Sunday, April 13, 2025

Lawrence Summers’s Critique of Harvard Doesn’t Go Far Enough


By Paul J. O’Reilly

Sunday, April 13, 2025

 

Lawrence Summers, former president of and current professor at Harvard University, recently published an article in the New York Times urging the elite universities, including Harvard, to stand up to the Trump administration’s threats to remove billions of dollars in funding — which is, of course, money taken from Americans in the form of taxes.

 

The article is worth reading because Summers acknowledges that critics are right to be distressed that the universities “continue to tolerate antisemitism in their midst,” “have elevated identity over excellence in the selection of students and faculty,” and “lack diversity of perspective and that they have repeatedly failed to impose discipline and maintain order.” Any reform, Summers points out, “will not happen through universities’ usual deliberative processes, which give too much power to faculty members who have political agendas.” Instead, “it will require strong, determined leaders backed by confident and competent trustees.”

 

Such candor is a sign that the elites are realizing they have failed us.

 

True reform of the dysfunctional higher-education institutions begins with a recognition of the causes that got us into this mess.

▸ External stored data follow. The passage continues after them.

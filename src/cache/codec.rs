//! Byte encoding of snapshots for stores that hold opaque values.
//!
//! The format is JSON: `{"status":200,"headers":[["name","value"],...],"body":"<base64>"}`.
//! Header order and repeated names are preserved.

use bytes::Bytes;

use super::{ResponseSnapshot, StoreError};

/// Encodes a snapshot for storage.
///
/// # Errors
///
/// Returns [`StoreError::Codec`] if serialization fails.
pub fn encode(snapshot: &ResponseSnapshot) -> Result<Bytes, StoreError> {
    Ok(Bytes::from(serde_json::to_vec(snapshot)?))
}

/// Decodes a stored snapshot.
///
/// # Errors
///
/// Returns [`StoreError::Codec`] for malformed payloads, including status
/// codes outside `100..=599`.
pub fn decode(payload: &[u8]) -> Result<ResponseSnapshot, StoreError> {
    Ok(serde_json::from_slice(payload)?)
}

#[cfg(test)]
mod tests {
    use super::*;
    use crate::http::{Headers, StatusCode};

    #[test]
    fn repeated_headers_and_binary_body_survive() {
        let mut headers = Headers::new();
        headers.insert("Set-Cookie", "a=1");
        headers.insert("X-Trace", "t");
        headers.insert("set-cookie", "b=2");
        let body = vec![0_u8, 159, 146, 150, 255];
        let snapshot = ResponseSnapshot::new(StatusCode::CREATED, headers, body);

        let decoded = decode(&encode(&snapshot).unwrap()).unwrap();
        assert_eq!(decoded, snapshot);
        let pairs: Vec<_> = decoded.headers().iter().collect();
        assert_eq!(pairs[2], ("set-cookie", "b=2"));
    }

    #[test]
    fn out_of_range_status_is_rejected() {
        let payload = br#"{"status":700,"headers":[],"body":""}"#;
        assert!(matches!(decode(payload), Err(StoreError::Codec(_))));
    }

    #[test]
    fn garbage_is_a_codec_error_not_a_miss() {
        let err = decode(b"not json").unwrap_err();
        assert!(!err.is_miss());
    }
}
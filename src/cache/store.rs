//! The storage port the cache layer reads from and writes to.

use std::{future::Future, pin::Pin, time::Duration};

use super::{ResponseSnapshot, StoreError};

/// Boxed future returned by [`CacheStore`] operations.
pub type StoreFuture<'a, T> = Pin<Box<dyn Future<Output = Result<T, StoreError>> + Send + 'a>>;

/// A key/value store with per-entry TTL.
///
/// Backends (in-process maps, networked caches) implement this port; the
/// layer only ever calls these three operations.
///
/// # Contract
///
/// - `get` on an absent or expired key **must** fail with [`StoreError::Miss`],
///   never with a backend error, so the layer can tell "not cached" apart from
///   "store is down".
/// - `set` replaces any existing entry and must round-trip the snapshot
///   losslessly, repeated header names included.
/// - `delete` of an absent key succeeds.
/// - The trait is object safe; per-request overrides are handed around as
///   `Arc<dyn CacheStore>`.
pub trait CacheStore: Send + Sync {
    fn get<'a>(&'a self, key: &'a str) -> StoreFuture<'a, ResponseSnapshot>;

    fn set<'a>(
        &'a self,
        key: &'a str,
        snapshot: &'a ResponseSnapshot,
        ttl: Duration,
    ) -> StoreFuture<'a, ()>;

    fn delete<'a>(&'a self, key: &'a str) -> StoreFuture<'a, ()>;
}
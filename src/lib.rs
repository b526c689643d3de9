//! # replay-cache
//!
//! A cache-aside response cache for async HTTP middleware pipelines.
//!
//! Requests whose key already has a stored response are answered from the
//! store without running downstream. Concurrent misses for the same key run
//! downstream once and share the result. Successful responses are captured as
//! they stream to the client and stored with a TTL.
//!
//! ## Quick Start
//!
//! ```rust
//! use std::sync::Arc;
//! use std::time::Duration;
//!
//! use replay_cache::cache::{CacheLayer, MemoryStore};
//! use replay_cache::middleware::{Next, from_middleware, handler};
//! use replay_cache::{Method, Request, Response, StatusCode, context::Context};
//!
//! # #[tokio::main(flavor = "current_thread")]
//! # async fn main() {
//! let store = Arc::new(MemoryStore::new(Duration::from_secs(300)));
//! let cache = CacheLayer::builder(store, Duration::from_secs(60))
//!     .exclude_header("Set-Cookie")
//!     .build();
//!
//! let app = vec![
//!     from_middleware(Arc::new(cache)),
//!     handler(|ctx: Context| async move {
//!         Response::new(StatusCode::OK).body(format!("rendered {}", ctx.request().path()))
//!     }),
//! ];
//!
//! for _ in 0..2 {
//!     let ctx = Context::new(Request::new(Method::Get, "/home"));
//!     let response = Next::new(app.clone()).run(ctx).await;
//!     assert_eq!(response.collect().await.unwrap().as_ref(), b"rendered /home");
//! }
//! # }
//! ```

// ── Host surface ──────────────────────────────────────────────────────────────
pub mod context;
pub mod http;
pub mod middleware;

// ── Response cache ────────────────────────────────────────────────────────────
pub mod cache;

// ── Convenience re-exports ────────────────────────────────────────────────────
pub use cache::{CacheLayer, CacheStore, KeyStrategy, MemoryStore, ResponseSnapshot};
pub use http::{Headers, Method, Request, Response, StatusCode};
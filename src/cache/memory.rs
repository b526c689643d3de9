//! In-process TTL store.

use std::collections::HashMap;
use std::time::Duration;

use bytes::Bytes;
use parking_lot::Mutex;
use tokio::time::Instant;
use tracing::trace;

use super::{CacheStore, ResponseSnapshot, StoreError, StoreFuture, codec};

struct Entry {
    payload: Bytes,
    expires_at: Instant,
}

/// A [`CacheStore`] backed by a locked `HashMap`.
///
/// Entries are held encoded, exactly as a networked backend would hold them,
/// and expire lazily: an entry is served while `now < stored_at + ttl` and
/// reported as a miss (and dropped) from then on. [`purge_expired`](Self::purge_expired)
/// sweeps everything that has lapsed.
///
/// Like any other store, nothing happens until the returned future is polled.
///
/// # Examples
///
/// ```
/// use std::time::Duration;
/// use replay_cache::cache::{CacheStore, MemoryStore, ResponseSnapshot};
/// use replay_cache::http::{Headers, StatusCode};
///
/// # #[tokio::main(flavor = "current_thread")]
/// # async fn main() {
/// let store = MemoryStore::new(Duration::from_secs(60));
/// let snapshot = ResponseSnapshot::new(StatusCode::OK, Headers::new(), "hi");
/// store.set("/greeting", &snapshot, Duration::from_secs(5)).await.unwrap();
///
/// assert_eq!(store.get("/greeting").await.unwrap(), snapshot);
/// assert!(store.get("/other").await.unwrap_err().is_miss());
/// # }
/// ```
pub struct MemoryStore {
    entries: Mutex<HashMap<String, Entry>>,
    default_ttl: Duration,
}

impl MemoryStore {
    /// Creates an empty store. `default_ttl` applies to `set` calls made with a
    /// zero TTL.
    pub fn new(default_ttl: Duration) -> Self {
        Self {
            entries: Mutex::new(HashMap::new()),
            default_ttl,
        }
    }

    /// Number of entries held, including lapsed ones not yet swept.
    pub fn len(&self) -> usize {
        self.entries.lock().len()
    }

    pub fn is_empty(&self) -> bool {
        self.entries.lock().is_empty()
    }

    /// Drops every lapsed entry and returns how many were removed.
    pub fn purge_expired(&self) -> usize {
        let now = Instant::now();
        let mut entries = self.entries.lock();
        let before = entries.len();
        entries.retain(|_, entry| entry.expires_at > now);
        before - entries.len()
    }

    fn lookup(&self, key: &str) -> Result<ResponseSnapshot, StoreError> {
        let now = Instant::now();
        let mut entries = self.entries.lock();
        match entries.get(key) {
            Some(entry) if entry.expires_at > now => codec::decode(&entry.payload),
            Some(_) => {
                trace!(key, "memory store entry expired");
                entries.remove(key);
                Err(StoreError::Miss)
            }
            None => Err(StoreError::Miss),
        }
    }

    fn insert(&self, key: &str, snapshot: &ResponseSnapshot, ttl: Duration) -> Result<(), StoreError> {
        let ttl = if ttl.is_zero() { self.default_ttl } else { ttl };
        let payload = codec::encode(snapshot)?;
        self.entries.lock().insert(
            key.to_owned(),
            Entry {
                payload,
                expires_at: Instant::now() + ttl,
            },
        );
        Ok(())
    }
}

impl CacheStore for MemoryStore {
    fn get<'a>(&'a self, key: &'a str) -> StoreFuture<'a, ResponseSnapshot> {
        Box::pin(async move { self.lookup(key) })
    }

    fn set<'a>(
        &'a self,
        key: &'a str,
        snapshot: &'a ResponseSnapshot,
        ttl: Duration,
    ) -> StoreFuture<'a, ()> {
        Box::pin(async move { self.insert(key, snapshot, ttl) })
    }

    fn delete<'a>(&'a self, key: &'a str) -> StoreFuture<'a, ()> {
        Box::pin(async move {
            self.entries.lock().remove(key);
            Ok(())
        })
    }
}
//! Captured responses and their replay.

use bytes::Bytes;
use serde::{Deserialize, Serialize};

use crate::http::{Body, Headers, Response, StatusCode};

/// An immutable record of a response: status, ordered headers, body bytes.
///
/// Produced by the capture on a cache miss or decoded from a store on a hit.
/// Once published to followers it is shared behind an `Arc` and never
/// mutated; the builder-style helpers return new snapshots instead.
///
/// # Examples
///
/// ```
/// use replay_cache::cache::ResponseSnapshot;
/// use replay_cache::http::{Headers, Response, StatusCode};
///
/// let mut headers = Headers::new();
/// headers.insert("ETag", "\"v2\"");
/// let snapshot = ResponseSnapshot::new(StatusCode::OK, headers, "cached");
///
/// let mut outgoing = Response::new(StatusCode::OK).header("etag", "\"stale\"");
/// snapshot.replay_onto(&mut outgoing);
/// let etags: Vec<_> = outgoing.headers().get_all("ETag").collect();
/// assert_eq!(etags, vec!["\"v2\""]);
/// ```
#[derive(Debug, Clone, PartialEq, Eq, Serialize, Deserialize)]
pub struct ResponseSnapshot {
    status: StatusCode,
    headers: Headers,
    #[serde(with = "body_base64")]
    body: Bytes,
}

impl ResponseSnapshot {
    pub fn new(status: StatusCode, headers: Headers, body: impl Into<Bytes>) -> Self {
        Self {
            status,
            headers,
            body: body.into(),
        }
    }

    pub fn status(&self) -> StatusCode {
        self.status
    }

    pub fn headers(&self) -> &Headers {
        &self.headers
    }

    pub fn body(&self) -> &Bytes {
        &self.body
    }

    /// Returns `true` when the captured status is `2xx`.
    pub fn is_success(&self) -> bool {
        self.status.is_success()
    }

    /// Returns a copy without any of the named headers (case-insensitive).
    #[must_use]
    pub fn without_headers<S: AsRef<str>>(&self, names: &[S]) -> Self {
        let mut headers = self.headers.clone();
        for name in names {
            headers.remove(name.as_ref());
        }
        Self {
            status: self.status,
            headers,
            body: self.body.clone(),
        }
    }

    /// Writes status, headers and body onto an outgoing response.
    ///
    /// Header replay overwrites: every name present in the snapshot first has
    /// its existing values on `response` removed, then the snapshot's values are
    /// appended in their captured order. Repeated names such as `Set-Cookie`
    /// keep all of their captured values.
    pub fn replay_onto(&self, response: &mut Response) {
        response.set_status(self.status);

        let headers = response.headers_mut();
        for (name, _) in self.headers.iter() {
            headers.remove(name);
        }
        for (name, value) in self.headers.iter() {
            headers.insert(name, value);
        }

        response.replace_body(Body::Full(self.body.clone()));
    }

    /// Builds a fresh response carrying this snapshot.
    pub fn to_response(&self) -> Response {
        let mut response = Response::new(self.status);
        self.replay_onto(&mut response);
        response
    }
}

mod body_base64 {
    use base64::{Engine as _, engine::general_purpose::STANDARD};
    use bytes::Bytes;
    use serde::{Deserialize, Deserializer, Serializer, de};

    pub fn serialize<S: Serializer>(body: &Bytes, serializer: S) -> Result<S::Ok, S::Error> {
        serializer.serialize_str(&STANDARD.encode(body))
    }

    pub fn deserialize<'de, D: Deserializer<'de>>(deserializer: D) -> Result<Bytes, D::Error> {
        let encoded = String::deserialize(deserializer)?;
        STANDARD
            .decode(encoded.as_bytes())
            .map(Bytes::from)
            .map_err(de::Error::custom)
    }
}

#[cfg(test)]
mod tests {
    use super::*;

    fn snapshot() -> ResponseSnapshot {
        let mut headers = Headers::new();
        headers.insert("Content-Type", "text/plain");
        headers.insert("Set-Cookie", "a=1");
        headers.insert("Set-Cookie", "b=2");
        ResponseSnapshot::new(StatusCode::OK, headers, "body")
    }

    #[tokio::test]
    async fn to_response_is_exact() {
        let response = snapshot().to_response();
        assert_eq!(response.status(), StatusCode::OK);
        let pairs: Vec<_> = response.headers().iter().collect();
        assert_eq!(
            pairs,
            vec![
                ("Content-Type", "text/plain"),
                ("Set-Cookie", "a=1"),
                ("Set-Cookie", "b=2"),
            ]
        );
        assert_eq!(response.collect().await.unwrap(), Bytes::from_static(b"body"));
    }

    #[test]
    fn replay_overwrites_existing_values() {
        let mut response = Response::new(StatusCode::ACCEPTED)
            .header("content-type", "application/json")
            .header("X-Upstream", "kept");
        snapshot().replay_onto(&mut response);

        assert_eq!(response.status(), StatusCode::OK);
        let types: Vec<_> = response.headers().get_all("Content-Type").collect();
        assert_eq!(types, vec!["text/plain"]);
        assert_eq!(response.headers().get_all("set-cookie").count(), 2);
        assert_eq!(response.headers().get("x-upstream"), Some("kept"));
    }

    #[test]
    fn without_headers_is_case_insensitive() {
        let stripped = snapshot().without_headers(&["set-cookie"]);
        assert!(!stripped.headers().contains("Set-Cookie"));
        assert!(stripped.headers().contains("content-type"));
        assert_eq!(stripped.body(), snapshot().body());
    }

    #[test]
    fn body_is_base64_on_the_wire() {
        let json = serde_json::to_value(snapshot()).unwrap();
        assert_eq!(json["status"], 200);
        assert_eq!(json["body"], "Ym9keQ==");
        assert_eq!(json["headers"][2][1], "b=2");
    }
}
//! The middleware chain the cache layer plugs into.
//!
//! A chain is an ordered list of [`MiddlewareHandler`]s. Each one gets the
//! request [`Context`] and a [`Next`] cursor; it may answer on its own (as the
//! cache does on a hit) or call [`Next::run`] and work with what comes back.
//! The last entry is normally a terminal [`handler`].

use std::{future::Future, pin::Pin, sync::Arc};

use crate::{Response, StatusCode, context::Context};

/// Position in the chain for one request.
///
/// Consumed by [`run`](Self::run), so a middleware can forward a request at
/// most once.
///
/// # Examples
///
/// ```rust
/// use replay_cache::{Method, Request, Response, StatusCode, context::Context};
/// use replay_cache::middleware::{Next, handler};
///
/// # #[tokio::main(flavor = "current_thread")]
/// # async fn main() {
/// let next = Next::new(vec![handler(|_ctx| async {
///     Response::new(StatusCode::OK).body("hi")
/// })]);
/// let response = next.run(Context::new(Request::new(Method::Get, "/"))).await;
/// assert_eq!(response.status(), StatusCode::OK);
/// # }
/// ```
pub struct Next {
    chain: Vec<MiddlewareHandler>,
    position: usize,
}

/// One link of the chain, shared behind an [`Arc`] so cursors can be cloned
/// freely.
pub type MiddlewareHandler = Arc<
    dyn Fn(Context, Next) -> Pin<Box<dyn Future<Output = Response> + Send>> + Send + Sync + 'static,
>;

/// Wraps a [`Middleware`] as a chain link.
pub fn from_middleware<M>(middleware: Arc<M>) -> MiddlewareHandler
where
    M: Middleware + 'static,
{
    Arc::new(move |ctx: Context, next: Next| middleware.handle(ctx, next))
}

/// Turns an async function of the context into the end of a chain.
///
/// The function never sees the cursor, so nothing after it runs.
pub fn handler<F, Fut>(f: F) -> MiddlewareHandler
where
    F: Fn(Context) -> Fut + Send + Sync + 'static,
    Fut: Future<Output = Response> + Send + 'static,
{
    Arc::new(move |ctx: Context, _next: Next| Box::pin(f(ctx)))
}

impl Next {
    pub fn new(chain: Vec<MiddlewareHandler>) -> Self {
        Self { chain, position: 0 }
    }

    /// Hands `ctx` to the next link and returns its response.
    ///
    /// Running off the end of the chain yields `500 Internal Server Error`.
    pub async fn run(mut self, ctx: Context) -> Response {
        let Some(link) = self.chain.get(self.position).map(Arc::clone) else {
            return Response::new(StatusCode::INTERNAL_SERVER_ERROR)
                .body("No response generated by middleware pipeline");
        };
        self.position += 1;
        link(ctx, self).await
    }
}

/// A reusable stage of request handling.
///
/// `handle` may forward with `next.run(ctx)`, answer directly, or forward and
/// then rework the response. Middleware is shared between concurrently running
/// requests, hence `Send + Sync` and the boxed `Send` future.
pub trait Middleware: Send + Sync {
    fn handle(&self, ctx: Context, next: Next) -> Pin<Box<dyn Future<Output = Response> + Send>>;
}

#[cfg(test)]
mod tests {
    use super::*;
    use crate::{Method, Request};

    struct Stamp(&'static str);

    impl Middleware for Stamp {
        fn handle(&self, ctx: Context, next: Next) -> Pin<Box<dyn Future<Output = Response> + Send>> {
            let value = self.0;
            Box::pin(async move {
                let mut response = next.run(ctx).await;
                response.add_header("X-Stamp", value);
                response
            })
        }
    }

    fn ctx() -> Context {
        Context::new(Request::new(Method::Get, "/"))
    }

    #[tokio::test]
    async fn empty_chain_falls_back_to_500() {
        let response = Next::new(vec![]).run(ctx()).await;
        assert_eq!(response.status(), StatusCode::INTERNAL_SERVER_ERROR);
    }

    #[tokio::test]
    async fn layers_run_outside_in() {
        let next = Next::new(vec![
            from_middleware(Arc::new(Stamp("outer"))),
            from_middleware(Arc::new(Stamp("inner"))),
            handler(|_ctx| async { Response::new(StatusCode::OK) }),
        ]);
        let response = next.run(ctx()).await;
        let stamps: Vec<_> = response.headers().get_all("x-stamp").collect();
        assert_eq!(stamps, vec!["inner", "outer"]);
    }
}
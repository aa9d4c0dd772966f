// Copyright 2025 the Trellis Authors
// SPDX-License-Identifier: Apache-2.0 OR MIT

//! Public types for the component tree: ids, flags, lifecycle options, records.

use serde::{Deserialize, Serialize};
use serde_json::Value;
use trellis_class::Options;

/// Identifier for a component in a [`ComponentTree`](crate::ComponentTree).
///
/// A slot index plus a generation counter. Destroying a component frees its
/// slot; reusing the slot bumps the generation, so a stale id never aliases a
/// newer component. See [`ComponentTree::is_alive`](crate::ComponentTree::is_alive).
#[derive(Copy, Clone, Debug, Eq, PartialEq, Hash, Ord, PartialOrd)]
pub struct ComponentId(pub(crate) u32, pub(crate) u32);

impl ComponentId {
    pub(crate) const fn new(idx: u32, generation: u32) -> Self {
        Self(idx, generation)
    }

    pub(crate) const fn idx(self) -> usize {
        self.0 as usize
    }
}

bitflags::bitflags! {
    /// Per-component lifecycle flags.
    #[derive(Clone, Copy, Debug, PartialEq, Eq, Hash)]
    pub struct ComponentFlags: u8 {
        /// The last lifecycle call was `show`.
        const VISIBLE      = 0b0000_0001;
        /// At most one non-overlay child is visible at a time.
        const SINGLY       = 0b0000_0010;
        /// Exempt from a singly parent's auto-hide.
        const OVERLAY      = 0b0000_0100;
        /// `hide` also hides every child.
        const CASCADE_HIDE = 0b0000_1000;
    }
}

impl Default for ComponentFlags {
    fn default() -> Self {
        Self::CASCADE_HIDE
    }
}

impl ComponentFlags {
    /// Derive flags from merged options.
    pub fn from_options(options: &Options) -> Self {
        let mut flags = Self::empty();
        flags.set(Self::VISIBLE, options.flag(crate::config::OPT_VISIBLE));
        flags.set(Self::SINGLY, options.flag(crate::config::OPT_SINGLY));
        flags.set(Self::OVERLAY, options.flag(crate::config::OPT_OVERLAY));
        // Cascading is on unless explicitly disabled.
        flags.set(
            Self::CASCADE_HIDE,
            options
                .get(crate::config::OPT_HIDE_SUB_COMPONENTS)
                .is_none_or(trellis_class::is_truthy),
        );
        flags
    }
}

/// Options for [`ComponentTree::show`](crate::ComponentTree::show).
#[derive(Clone, Debug, Default, PartialEq, Serialize, Deserialize)]
#[serde(default)]
pub struct ShowOptions {
    /// Do not emit `component:shown`.
    pub silent: bool,
    /// Model components: fetch this id, then show.
    #[serde(skip_serializing_if = "Option::is_none")]
    pub id: Option<Value>,
    /// Model components: adopt this model and show without fetching.
    #[serde(skip_serializing_if = "Option::is_none")]
    pub model: Option<Model>,
    /// Collection components: load with these query parameters.
    #[serde(skip_serializing_if = "Option::is_none")]
    pub query: Option<Options>,
}

impl ShowOptions {
    /// Silent show.
    pub fn silent() -> Self {
        Self {
            silent: true,
            ..Self::default()
        }
    }

    /// Show after fetching the model with `id`.
    pub fn with_id(id: impl Into<Value>) -> Self {
        Self {
            id: Some(id.into()),
            ..Self::default()
        }
    }

    /// Show with an already-fetched model.
    pub fn with_model(model: Model) -> Self {
        Self {
            model: Some(model),
            ..Self::default()
        }
    }

    /// Show after loading with `query`.
    pub fn with_query(query: Options) -> Self {
        Self {
            query: Some(query),
            ..Self::default()
        }
    }

    /// The same options without the data-loading fields.
    #[must_use]
    pub fn without_data(&self) -> Self {
        Self {
            silent: self.silent,
            ..Self::default()
        }
    }

    /// Encode as a method argument.
    pub fn to_value(&self) -> Value {
        serde_json::to_value(self).unwrap_or(Value::Null)
    }

    /// Decode from the first method argument; missing or malformed is default.
    pub fn from_args(args: &[Value]) -> Self {
        args.first()
            .and_then(|v| serde_json::from_value(v.clone()).ok())
            .unwrap_or_default()
    }
}

/// Options for [`ComponentTree::hide`](crate::ComponentTree::hide).
#[derive(Clone, Copy, Debug, Default, PartialEq, Eq, Serialize, Deserialize)]
#[serde(default)]
pub struct HideOptions {
    /// Do not emit `component:hidden`.
    pub silent: bool,
}

impl HideOptions {
    /// Silent hide.
    pub fn silent() -> Self {
        Self { silent: true }
    }

    /// Encode as a method argument.
    pub fn to_value(self) -> Value {
        serde_json::to_value(self).unwrap_or(Value::Null)
    }

    /// Decode from the first method argument; missing or malformed is default.
    pub fn from_args(args: &[Value]) -> Self {
        args.first()
            .and_then(|v| serde_json::from_value(v.clone()).ok())
            .unwrap_or_default()
    }
}

/// A data record bound to a model component.
#[derive(Clone, Debug, Default, PartialEq, Serialize, Deserialize)]
#[serde(default)]
pub struct Model {
    /// Server identity; `None` for records that were never saved.
    #[serde(skip_serializing_if = "Option::is_none")]
    pub id: Option<Value>,
    /// Attribute values.
    pub attributes: Options,
}

impl Model {
    /// A new, unsaved record.
    pub fn new(attributes: Options) -> Self {
        Self {
            id: None,
            attributes,
        }
    }

    /// A record with a known id.
    pub fn with_id(id: impl Into<Value>, attributes: Options) -> Self {
        Self {
            id: Some(id.into()),
            attributes,
        }
    }

    /// Returns true if the record was never saved.
    pub fn is_new(&self) -> bool {
        self.id.is_none()
    }

    /// Look up an attribute.
    pub fn get(&self, key: &str) -> Option<&Value> {
        self.attributes.get(key)
    }

    /// A copy with `changes` applied over the attributes.
    #[must_use]
    pub fn merged(&self, changes: &Options) -> Self {
        let mut out = self.clone();
        out.attributes.extend_from(changes);
        out
    }
}

/// Describes a persistence reply, successful or not.
#[derive(Clone, Debug, Default, PartialEq, Eq, Serialize, Deserialize)]
pub struct Response {
    /// Status code, HTTP-like.
    pub status: u16,
    /// Human-readable detail.
    pub message: String,
}

impl Response {
    /// Build a response.
    pub fn new(status: u16, message: impl Into<String>) -> Self {
        Self {
            status,
            message: message.into(),
        }
    }
}

impl core::fmt::Display for Response {
    fn fmt(&self, f: &mut core::fmt::Formatter<'_>) -> core::fmt::Result {
        write!(f, "{} {}", self.status, self.message)
    }
}

/// Identifies one in-flight persistence request.
#[derive(Copy, Clone, Debug, Eq, PartialEq, Hash, Ord, PartialOrd)]
pub struct Ticket(pub(crate) u64);

impl Ticket {
    /// Raw value, for logging or store-side bookkeeping.
    pub fn get(self) -> u64 {
        self.0
    }
}
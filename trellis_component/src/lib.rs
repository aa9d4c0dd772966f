// Copyright 2025 the Trellis Authors
// SPDX-License-Identifier: Apache-2.0 OR MIT

// After you edit the crate's doc comment, run this command, then check README.md for any missing links
// cargo rdme --workspace-project=trellis_component --heading-base-level=0

//! Trellis Component: component trees with a visibility lifecycle.
//!
//! ## Overview
//!
//! A [`ComponentTree`] owns every component. Each one has a
//! [`ComponentType`] (built with [`ComponentDescriptor`] on top of
//! [`component_type`]), merged [`Options`](trellis_class::Options), named
//! children, an optional [`View`], and its own event listeners.
//!
//! - `show`/`hide` dispatch through the component's type, so subtypes can
//!   override them and reach the built-in behaviour through their `Super`
//!   handle. Showing emits `component:shown` before the component is marked
//!   visible; hiding an already-hidden component is a silent no-op.
//! - A parent created with `singly` keeps at most one non-overlay child
//!   visible: when a child announces `component:shown`, its siblings are
//!   hidden. Children created with `overlay` are exempt on both sides.
//! - Hiding a component hides its children too, unless it was created with
//!   `hide_sub_components = false`.
//! - [`ComponentTree::bubble`] forwards a child's event to the parent's
//!   listeners with the same payload.
//!
//! ## Data-bound components
//!
//! [`model_component_type`], [`collection_component_type`],
//! [`form_component_type`] and [`list_component_type`] fetch and save through
//! a [`Store`]. Requests are ticketed and answered through
//! [`ComponentTree::resolve`]; only the latest fetch of each component counts.
//!
//! ## Minimal usage
//!
//! ```
//! use trellis_class::Options;
//! use trellis_component::{ComponentTree, ShowOptions, component_type};
//!
//! let mut tree = ComponentTree::new();
//! let ty = component_type();
//! let tabs = tree.create_with(&ty, Options::new().with("singly", true));
//! let a = tree.create_with(&ty, Options::new());
//! let b = tree.create_with(&ty, Options::new());
//! tree.add_component(tabs, a, Some("a")).unwrap();
//! tree.add_component(tabs, b, Some("b")).unwrap();
//!
//! tree.show(a, ShowOptions::default());
//! tree.show(b, ShowOptions::default());
//! assert!(!tree.is_visible(a));
//! assert!(tree.is_visible(b));
//! assert_eq!(tree.current_component(tabs), Some(b));
//! ```

mod component;
pub mod config;
mod data;
mod error;
pub mod event;
mod store;
mod tree;
mod types;
mod view;

pub use component::{
    COMPONENT_TYPE_NAME, ComponentDescriptor, ComponentType, METHOD_HIDE, METHOD_RENDER,
    METHOD_SHOW, METHOD_VALIDATE, component_type,
};
pub use config::FrameworkConfig;
pub use data::{
    COLLECTION_COMPONENT_TYPE_NAME, FORM_COMPONENT_TYPE_NAME, LIST_COMPONENT_TYPE_NAME,
    MODEL_COMPONENT_TYPE_NAME, collection_component_type, form_component_type,
    list_component_type, model_component_type,
};
pub use error::{ComponentError, ConfigError};
pub use event::{ComponentEvent, ComponentListener, EventPayload};
pub use store::{Outcome, Reply, Store};
pub use tree::ComponentTree;
pub use types::{ComponentFlags, ComponentId, HideOptions, Model, Response, ShowOptions, Ticket};
pub use view::{RenderContext, View};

Neither Israel’s response to the terror attack on October 7, nor the efforts of the Trump administration to identify waste in federal funding, are the causes of what ails American colleges and universities. Those are merely symptoms of decades-long intellectual decline.

 

Almost 40 years ago, Allan Bloom wrote a devastating criticism of the state of academia: The Closing of the American Mind. The book’s subtitle is a nice summary of its thesis: “How Higher Education has Failed Democracy and Impoverished the Souls of Today’s Students.”

 

In most places of higher education, there is no discussion of right and wrong that is connected to a moral vision rooted in truth. Rather, the language of right and wrong is replaced by “values,” which are judged based on cultural and personal preferences, rather than truth and falsehood. For example, are our students aware of Lincoln’s argument that there is no right to do a wrong? As Lincoln sees it, political rights must be based on judgments about an objective moral order.

 

In place of critical thinking and argumentation based on principles, academia has, by and large, indoctrinated its students. Just listen to any of the protesters, young and old, who have vandalized Tesla vehicles. Without any reflection on the merits of what they are doing or the reasons for their discontent, they are brazenly destroying their neighbors’ property. How many of these people have engaged with Socrates’ arguments that it is never right to do a wrong?

 

As Bloom put it: “The most successful tyranny is not the one that uses force to assure uniformity but the one that removes the awareness of other possibilities, that makes it seem inconceivable that other ways are viable. . . It is not feelings or commitments that will render a man free, but thoughts, reasoned thoughts.” When academia becomes political and ideological, when the motto of Harvard — “Veritas,” meaning “truth” — is no longer the goal of deliberation and debate, then it is little wonder that faculty become doctrinaire, while students replace reason with passion. All the government funding will not make a difference at a university where truth and goodness are not pursued openly and without political bias.

 

Only from within the classroom will American higher education be restored. Let me propose three ways of improvement: (1) attend to what is taught in class; (2) consider the order in which it is taught; and (3) improve the manner by which it is taught.

 

First, instead of modern textbooks, students should encounter the wisdom of the centuries. Students will be educated if they have familiarity with Homer, Virgil, Dante, Shakespeare, and Dostoevsky. They should have read and debated the dialogues of Plato, the works of Aristotle, and, dare I say, Thomas Aquinas. To be familiar with Marx, Darwin, and Einstein will only mature the minds of the young. Students in America must read the Declaration of Independence and Constitution, and the Lincoln-Douglas debates.

 

Universities used to insist on a formation in what have been called the “Great Books.” Now, it looks like many of our citizens are unaware of the intellectual patrimony that makes us free to judge well about the most pressing matters of our time.

 

Second, it used to be widely understood that some things should be studied before others. Before one encounters Marx, one should be aware of Aristotle and Adam Smith, for example. The study of logic was considered a necessary step in the long road to wisdom. Thomas Aquinas has said that it belongs to the wise to put things in order. Careful attention must be given to what is studied first and what comes after. Otherwise, students will not have a secure foundation upon which to build their judgments.

 

Third, the method of teaching — not only what is assigned in the classroom, and the order of these assignments — needs reform. Instead of huge lecture halls where students passively receive the lecture, how about small classes where discussions and debates can make students active in their own learning? There should be no doubt that this would be a better way to learn.

 

The solution to this academic malaise is not to replace education with political indoctrination, nor logic with artificial intelligence, nor to replace the tried and true methods of learning with the latest fad. Real reform occurs when educators realize that they have impoverished the souls of today’s students. It is time to return to what made the elite universities great. Study the great books, in an intelligent order, in a manner that engages the minds of our students.